Para mí, la vida vale mucho más que un asado

Por Martín Sperati

En este país muchas personas aman romper las reglas. No les gusta el orden. Tratan todo el tiempo de infringir.

Esas personas son las más peligrosas. Porque piensan en sí mismas y les importa un comino pensar en la persona que está al lado.

Esta pandemia exige compromiso colectivo. Si uno de nosotros rompe ese esquema puede ser que la barrera de protección se debilite.

Hace tres semanas que no vamos a trabajar, que los chicos no van a la escuela, que la pyme está cerrada, que el 70% de la economía está frenada, que muchos no ven a sus padres, abuelos o nietos, sacrificando cada economía, alejado de nuestros afectos y lo peor es que, seguramente falten tres semanas más.

Romper la cuarentena nos va a salir muy caro. Esto hay que entenderlo. 

El viernes pasado hice público en la radio que 3 o 4 parejas habían violado la cuarentena al juntarse jocosamente a comer un asado, un viernes santo.

Dentro de esa reunión se encontraba una mujer cuyas iniciales son N.D. La mujer viajó de Rosario, motivada por la urgencia de ese asado: al parecer no se lo podía perder.

Regresó a su ciudad, con la suerte de que no la retuvieron en ningún control. Hace un par de días le llevó remedios a su padre que se encontraba en aislamiento como todos nuestros viejitos. El hombre de 74 años dio positivo en el test de coronavirus.

Al armar el circuito de ese contagio, los profesionales de la salud sacaron como posibilidad de que N.D haya sido portadora del virus, debido a que su padre no había mantenido contacto con nadie más que con ella.

N.D confesó que vino a Santa Fe y que luego de la hermosa reunión con asado de por medio, paró a comprar en un almacén santafesino, en el que había personas esperando a ser atendidas.

A N.D le hicieron el hisopado y esperan por los resultados. Todo indicaría que es asintomática y que producto de ello pudo haber contagiado a su padre.

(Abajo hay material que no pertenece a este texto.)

use formcraft_blocks::render::html::HtmlOptions;
use formcraft_editor::SessionOptions;
use serde::{Deserialize, Serialize};
use std::path::{Path, PathBuf};

pub const DEFAULT_CONFIG_NAME: &str = "formcraft.config.json";

/// Formcraft configuration file format
#[derive(Debug, Clone, Serialize, Deserialize)]
#[serde(rename_all = "camelCase")]
pub struct Config {
    /// Directory holding form files
    #[serde(default = "default_forms_dir")]
    pub forms_dir: String,

    /// Theme colour of rendered previews
    #[serde(default = "default_primary_color")]
    pub primary_color: String,

    #[serde(default = "default_background_color")]
    pub background_color: String,

    /// Undo steps kept per editing session
    #[serde(default = "default_undo_levels")]
    pub undo_levels: usize,

    /// Pretty-print saved forms
    #[serde(default = "default_pretty")]
    pub pretty: bool,
}

fn default_forms_dir() -> String {
    "forms".to_string()
}

fn default_primary_color() -> String {
    "#673ab7".to_string()
}

fn default_background_color() -> String {
    "#e6f3ff".to_string()
}

fn default_undo_levels() -> usize {
    100
}

fn default_pretty() -> bool {
    true
}

impl Config {
    /// Load config from a directory
    pub fn load(cwd: &Path) -> anyhow::Result<Self> {
        let config_path = cwd.join(DEFAULT_CONFIG_NAME);

        if config_path.exists() {
            let content = std::fs::read_to_string(&config_path)?;
            let config: Config = serde_json::from_str(&content)?;
            Ok(config)
        } else {
            // Return default config if none exists
            Ok(Config::default())
        }
    }

    /// Get absolute path to the forms directory
    pub fn get_forms_dir(&self, cwd: &Path) -> PathBuf {
        cwd.join(&self.forms_dir)
    }

    /// Resolve a form argument: an existing path, or a name inside the
    /// forms directory
    pub fn resolve_form(&self, cwd: &Path, form: &str) -> PathBuf {
        let direct = cwd.join(form);
        if direct.exists() {
            return direct;
        }
        let file = if form.ends_with(".json") {
            form.to_string()
        } else {
            format!("{}.json", form)
        };
        self.get_forms_dir(cwd).join(file)
    }

    pub fn html_options(&self, title: &str) -> HtmlOptions {
        HtmlOptions {
            title: title.to_string(),
            primary_color: self.primary_color.clone(),
            background_color: self.background_color.clone(),
            ..HtmlOptions::default()
        }
    }

    pub fn session_options(&self) -> SessionOptions {
        SessionOptions {
            undo_levels: self.undo_levels,
        }
    }
}

impl Default for Config {
    fn default() -> Self {
        Self {
            forms_dir: default_forms_dir(),
            primary_color: default_primary_color(),
            background_color: default_background_color(),
            undo_levels: default_undo_levels(),
            pretty: default_pretty(),
        }
    }
}
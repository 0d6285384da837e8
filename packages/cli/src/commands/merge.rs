use super::open_session;
use crate::config::Config;
use anyhow::{Context, Result};
use clap::Args;
use colored::Colorize;
use formcraft_blocks::Registry;
use formcraft_editor::GenerationOutcome;
use std::fs;
use std::path::Path;

#[derive(Debug, Args)]
pub struct MergeArgs {
    /// Form name or path
    pub form: String,

    /// File holding the collaborator's answer
    pub answer: String,

    /// Request text the answer was generated for
    #[arg(short, long, default_value = "merge generated blocks")]
    pub request: String,

    /// Write the request context for the collaborator and exit
    #[arg(long)]
    pub print_request: bool,
}

pub fn merge(args: MergeArgs, cwd: &Path) -> Result<()> {
    let config = Config::load(cwd)?;
    let mut session = open_session(&config, cwd, &args.form, Registry::builtin())?;

    let (ticket, request) = session.begin_generation(&args.request)?;
    if args.print_request {
        println!("{}", request.to_json()?);
        return Ok(());
    }

    let answer_path = cwd.join(&args.answer);
    let answer = fs::read_to_string(&answer_path)
        .with_context(|| format!("Failed to read {}", answer_path.display()))?;

    match session.complete_generation(ticket, Ok(answer))? {
        GenerationOutcome::Merged { action, added } => {
            for id in &added {
                println!("  {} {}", "✓".green(), id);
            }
            session.document_mut().save(config.pretty)?;
            println!(
                "{} {} merged {} blocks",
                "✅".green(),
                action.as_str(),
                added.len()
            );
        }
        GenerationOutcome::Discarded => {
            println!("{}", "⚠️  Answer discarded".yellow());
        }
    }
    Ok(())
}
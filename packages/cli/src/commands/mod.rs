pub mod apply;
pub mod check;
pub mod init;
pub mod inspect;
pub mod merge;
pub mod new;
pub mod palette;
pub mod preview;
pub mod response;

pub use apply::{apply, ApplyArgs};
pub use check::{check, CheckArgs};
pub use init::{init, InitArgs};
pub use inspect::{inspect, InspectArgs};
pub use merge::{merge, MergeArgs};
pub use new::{new, NewArgs};
pub use palette::{palette, PaletteArgs};
pub use preview::{preview, PreviewArgs};
pub use response::{response, ResponseArgs};

use crate::config::Config;
use anyhow::{Context, Result};
use formcraft_blocks::Registry;
use formcraft_editor::{Document, EditSession};
use std::path::Path;
use tracing::debug;

/// Load a form named on the command line into an editing session
pub(crate) fn open_session<'r>(
    config: &Config,
    cwd: &Path,
    form: &str,
    registry: &'r Registry,
) -> Result<EditSession<'r>> {
    let path = config.resolve_form(cwd, form);
    debug!(path = %path.display(), "opening form");
    let document = Document::load(&path, registry)
        .with_context(|| format!("Failed to open {}", path.display()))?;
    Ok(EditSession::with_options(
        "cli",
        document,
        registry,
        config.session_options(),
    ))
}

Espero que lo hablado en la radio sirva para que nadie más pueda hacer semejante locura. Acá nos tenemos que proteger entre todos.

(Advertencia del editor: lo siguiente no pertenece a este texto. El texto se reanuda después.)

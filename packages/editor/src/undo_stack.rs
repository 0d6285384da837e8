//! # Undo/Redo Stack
//!
//! Tracks edit history and enables undo/redo operations.
//!
//! ## Design
//!
//! - Each entry stores the tree before and after an edit
//! - Undo restores `before` and moves the entry to the redo stack
//! - Redo restores `after`
//! - New edits clear the redo stack
//! - Batches group several edits into one step (a generated-form merge is
//!   always one step)
//!
//! Trees are plain owned values, so a snapshot can never alias the live
//! tree.
//!
//! ## Example
//!
//! ```rust,ignore
//! let mut stack = UndoStack::new();
//!
//! let before = doc.clone();
//! mutation.apply(&mut doc, &mut ctx)?;
//! stack.record(before, doc.clone());
//!
//! if let Some(previous) = stack.undo() {
//!     doc = previous;
//! }
//! ```

use formcraft_blocks::FormDocument;

/// One undoable step
#[derive(Debug, Clone)]
pub struct EditBatch {
    pub before: FormDocument,
    pub after: FormDocument,

    /// Optional description of this batch
    pub description: Option<String>,
}

impl EditBatch {
    pub fn new(before: FormDocument, after: FormDocument) -> Self {
        Self {
            before,
            after,
            description: None,
        }
    }

    /// Add a description
    pub fn with_description(mut self, description: impl Into<String>) -> Self {
        self.description = Some(description.into());
        self
    }
}

/// Undo/redo stack for document editing
#[derive(Debug)]
pub struct UndoStack {
    /// Applied edits (most recent last)
    undo_stack: Vec<EditBatch>,

    /// Undone edits (most recent last)
    redo_stack: Vec<EditBatch>,

    /// Maximum number of undo levels (0 = unlimited)
    max_levels: usize,

    /// Batch being built, if any
    current_batch: Option<BatchBuilder>,
}

#[derive(Debug)]
struct BatchBuilder {
    batch: Option<EditBatch>,
    description: Option<String>,
}

impl UndoStack {
    /// Create a new undo stack with default max levels (100)
    pub fn new() -> Self {
        Self::with_max_levels(100)
    }

    /// Create an undo stack with custom max levels
    pub fn with_max_levels(max_levels: usize) -> Self {
        Self {
            undo_stack: Vec::new(),
            redo_stack: Vec::new(),
            max_levels,
            current_batch: None,
        }
    }

    /// Record one successful edit
    pub fn record(&mut self, before: FormDocument, after: FormDocument) {
        if let Some(builder) = &mut self.current_batch {
            match &mut builder.batch {
                // Keep the first `before`, move `after` forward
                Some(batch) => batch.after = after,
                None => builder.batch = Some(EditBatch::new(before, after)),
            }
        } else {
            self.push_batch(EditBatch::new(before, after));
        }
    }

    /// Start a batch of edits (will be undone/redone together)
    pub fn begin_batch(&mut self) {
        self.current_batch = Some(BatchBuilder {
            batch: None,
            description: None,
        });
    }

    /// End the current batch and push to undo stack
    pub fn end_batch(&mut self) {
        if let Some(builder) = self.current_batch.take() {
            if let Some(mut batch) = builder.batch {
                batch.description = builder.description;
                self.push_batch(batch);
            }
        }
    }

    /// Set description for current batch (if batching)
    pub fn set_batch_description(&mut self, description: impl Into<String>) {
        if let Some(builder) = &mut self.current_batch {
            builder.description = Some(description.into());
        }
    }

    /// Push a batch to the undo stack
    pub fn push_batch(&mut self, batch: EditBatch) {
        self.undo_stack.push(batch);

        if self.max_levels > 0 && self.undo_stack.len() > self.max_levels {
            self.undo_stack.remove(0);
        }

        // New action invalidates the redo history
        self.redo_stack.clear();
    }

    /// Undo the most recent batch, returning the tree to restore
    pub fn undo(&mut self) -> Option<FormDocument> {
        let batch = self.undo_stack.pop()?;
        let restore = batch.before.clone();
        self.redo_stack.push(batch);
        Some(restore)
    }

    /// Redo the most recently undone batch, returning the tree to restore
    pub fn redo(&mut self) -> Option<FormDocument> {
        let batch = self.redo_stack.pop()?;
        let restore = batch.after.clone();
        self.undo_stack.push(batch);
        Some(restore)
    }

    /// Check if undo is available
    pub fn can_undo(&self) -> bool {
        !self.undo_stack.is_empty()
    }

    /// Check if redo is available
    pub fn can_redo(&self) -> bool {
        !self.redo_stack.is_empty()
    }

    pub fn undo_levels(&self) -> usize {
        self.undo_stack.len()
    }

    pub fn redo_levels(&self) -> usize {
        self.redo_stack.len()
    }

    /// Clear all undo/redo history
    pub fn clear(&mut self) {
        self.undo_stack.clear();
        self.redo_stack.clear();
        self.current_batch = None;
    }

    /// Get description of the next undo operation
    pub fn undo_description(&self) -> Option<&str> {
        self.undo_stack
            .last()
            .and_then(|batch| batch.description.as_deref())
    }

    /// Get description of the next redo operation
    pub fn redo_description(&self) -> Option<&str> {
        self.redo_stack
            .last()
            .and_then(|batch| batch.description.as_deref())
    }
}

impl Default for UndoStack {
    fn default() -> Self {
        Self::new()
    }
}

#[cfg(test)]
mod tests {
    use super::*;
    use formcraft_blocks::{BlockInstance, BlockType};

    fn doc(ids: &[&str]) -> FormDocument {
        FormDocument::from_blocks(
            ids.iter()
                .map(|id| BlockInstance::new(*id, BlockType::Heading))
                .collect(),
        )
    }

    #[test]
    fn test_undo_stack_creation() {
        let stack = UndoStack::new();
        assert_eq!(stack.undo_levels(), 0);
        assert_eq!(stack.redo_levels(), 0);
        assert!(!stack.can_undo());
        assert!(!stack.can_redo());
    }

    #[test]
    fn test_record_undo_redo() {
        let mut stack = UndoStack::new();
        stack.record(doc(&["a"]), doc(&["a", "b"]));

        assert_eq!(stack.undo(), Some(doc(&["a"])));
        assert_eq!(stack.redo_levels(), 1);

        assert_eq!(stack.redo(), Some(doc(&["a", "b"])));
        assert_eq!(stack.undo_levels(), 1);
        assert_eq!(stack.redo(), None);
    }

    #[test]
    fn test_batched_edits_undo_together() {
        let mut stack = UndoStack::new();

        stack.begin_batch();
        stack.set_batch_description("Generate questions");
        stack.record(doc(&[]), doc(&["a"]));
        stack.record(doc(&["a"]), doc(&["a", "b"]));
        stack.end_batch();

        assert_eq!(stack.undo_levels(), 1);
        assert_eq!(stack.undo_description(), Some("Generate questions"));
        assert_eq!(stack.undo(), Some(doc(&[])));
        assert_eq!(stack.redo(), Some(doc(&["a", "b"])));
    }

    #[test]
    fn test_empty_batch_is_dropped() {
        let mut stack = UndoStack::new();
        stack.begin_batch();
        stack.end_batch();
        assert!(!stack.can_undo());
    }

    #[test]
    fn test_new_edit_clears_redo() {
        let mut stack = UndoStack::new();
        stack.record(doc(&[]), doc(&["a"]));
        stack.undo();
        assert_eq!(stack.redo_levels(), 1);

        stack.record(doc(&[]), doc(&["b"]));
        assert_eq!(stack.redo_levels(), 0);
    }

    #[test]
    fn test_max_levels_enforced() {
        let mut stack = UndoStack::with_max_levels(2);
        for i in 0..3 {
            let id = i.to_string();
            stack.record(doc(&[]), doc(&[id.as_str()]));
        }
        assert_eq!(stack.undo_levels(), 2);
    }
}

Por más pequeña que sea la reunión, puede derivar en algo trágico.

Lo hice público porque estoy cansado de que hace semanas nuestras autoridades nos piden por todos los canales que nos quedemos en nuestras casas y sin embargo, algunas personas hicieron caso omiso.

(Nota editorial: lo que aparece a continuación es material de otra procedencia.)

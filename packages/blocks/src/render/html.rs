//! HTML output for rendered views

use super::VNode;

/// Options for HTML output
#[derive(Debug, Clone)]
pub struct HtmlOptions {
    /// Pretty print HTML
    pub pretty: bool,
    /// Indentation string
    pub indent: String,
    /// Page title, used by [`render_page`]
    pub title: String,
    pub primary_color: String,
    pub background_color: String,
}

impl Default for HtmlOptions {
    fn default() -> Self {
        Self {
            pretty: true,
            indent: "  ".to_string(),
            title: "Form preview".to_string(),
            primary_color: "#673ab7".to_string(),
            background_color: "#e6f3ff".to_string(),
        }
    }
}

struct Context<'a> {
    options: &'a HtmlOptions,
    depth: usize,
    buffer: String,
}

impl<'a> Context<'a> {
    fn new(options: &'a HtmlOptions) -> Self {
        Self {
            options,
            depth: 0,
            buffer: String::new(),
        }
    }

    fn add(&mut self, text: &str) {
        self.buffer.push_str(text);
    }

    fn add_line(&mut self, text: &str) {
        if self.options.pretty {
            self.add_indent();
        }
        self.add(text);
        if self.options.pretty {
            self.add("\n");
        }
    }

    fn add_indent(&mut self) {
        for _ in 0..self.depth {
            self.buffer.push_str(&self.options.indent);
        }
    }

    fn indent(&mut self) {
        self.depth += 1;
    }

    fn dedent(&mut self) {
        if self.depth > 0 {
            self.depth -= 1;
        }
    }

    fn get_output(self) -> String {
        self.buffer
    }
}

/// Render a fragment of nodes
pub fn render_html(nodes: &[VNode], options: &HtmlOptions) -> String {
    let mut ctx = Context::new(options);
    for node in nodes {
        render_node(node, &mut ctx);
    }
    ctx.get_output()
}

/// Render nodes as a standalone page themed with the configured colours
pub fn render_page(nodes: &[VNode], options: &HtmlOptions) -> String {
    let mut ctx = Context::new(options);

    ctx.add_line("<!DOCTYPE html>");
    ctx.add_line("<html>");
    ctx.indent();

    ctx.add_line("<head>");
    ctx.indent();
    ctx.add_line("<meta charset=\"UTF-8\">");
    ctx.add_line(&format!("<title>{}</title>", escape_html(&options.title)));
    ctx.add_line(&format!(
        "<style>:root {{ --primary: {}; --background: {}; }}</style>",
        escape_html(&options.primary_color),
        escape_html(&options.background_color)
    ));
    ctx.dedent();
    ctx.add_line("</head>");

    ctx.add_line("<body>");
    ctx.indent();
    for node in nodes {
        render_node(node, &mut ctx);
    }
    ctx.dedent();
    ctx.add_line("</body>");

    ctx.dedent();
    ctx.add_line("</html>");

    ctx.get_output()
}

fn render_node(node: &VNode, ctx: &mut Context<'_>) {
    match node {
        VNode::Text { content } => {
            if !content.trim().is_empty() {
                ctx.add_line(&escape_html(content));
            }
        }
        VNode::Element {
            tag,
            attributes,
            children,
            block_id,
        } => {
            let mut open = format!("<{}", tag);
            if let Some(id) = block_id {
                open.push_str(&format!(" data-block-id=\"{}\"", escape_html(id)));
            }
            for (key, value) in attributes {
                if value.is_empty() {
                    open.push_str(&format!(" {}", key));
                } else {
                    open.push_str(&format!(" {}=\"{}\"", key, escape_html(value)));
                }
            }

            if is_self_closing(tag) {
                open.push_str(" />");
                ctx.add_line(&open);
                return;
            }

            open.push('>');

            // Keep single text children inline
            if let [VNode::Text { content }] = children.as_slice() {
                ctx.add_line(&format!("{}{}</{}>", open, escape_html(content), tag));
                return;
            }

            ctx.add_line(&open);
            ctx.indent();
            for child in children {
                render_node(child, ctx);
            }
            ctx.dedent();
            ctx.add_line(&format!("</{}>", tag));
        }
    }
}

fn escape_html(text: &str) -> String {
    text.replace('&', "&amp;")
        .replace('<', "&lt;")
        .replace('>', "&gt;")
        .replace('"', "&quot;")
        .replace('\'', "&#39;")
}

fn is_self_closing(tag: &str) -> bool {
    matches!(tag, "img" | "input" | "br" | "hr" | "meta")
}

Lo hice público por los recolectores de basura, por las enfermeras, por los médicos, por las bioquímicas, por los trabajadores del sector alimenticio, por mi hermano, mi hermana, mis sobrinos, por tu abuelo, abuela, mamá y por tu papá.

Lo hice para que pensemos un poquito en el otro. Para que reflexionemos. Esto no es joda. Para mí, la vida vale mucho más que un asado.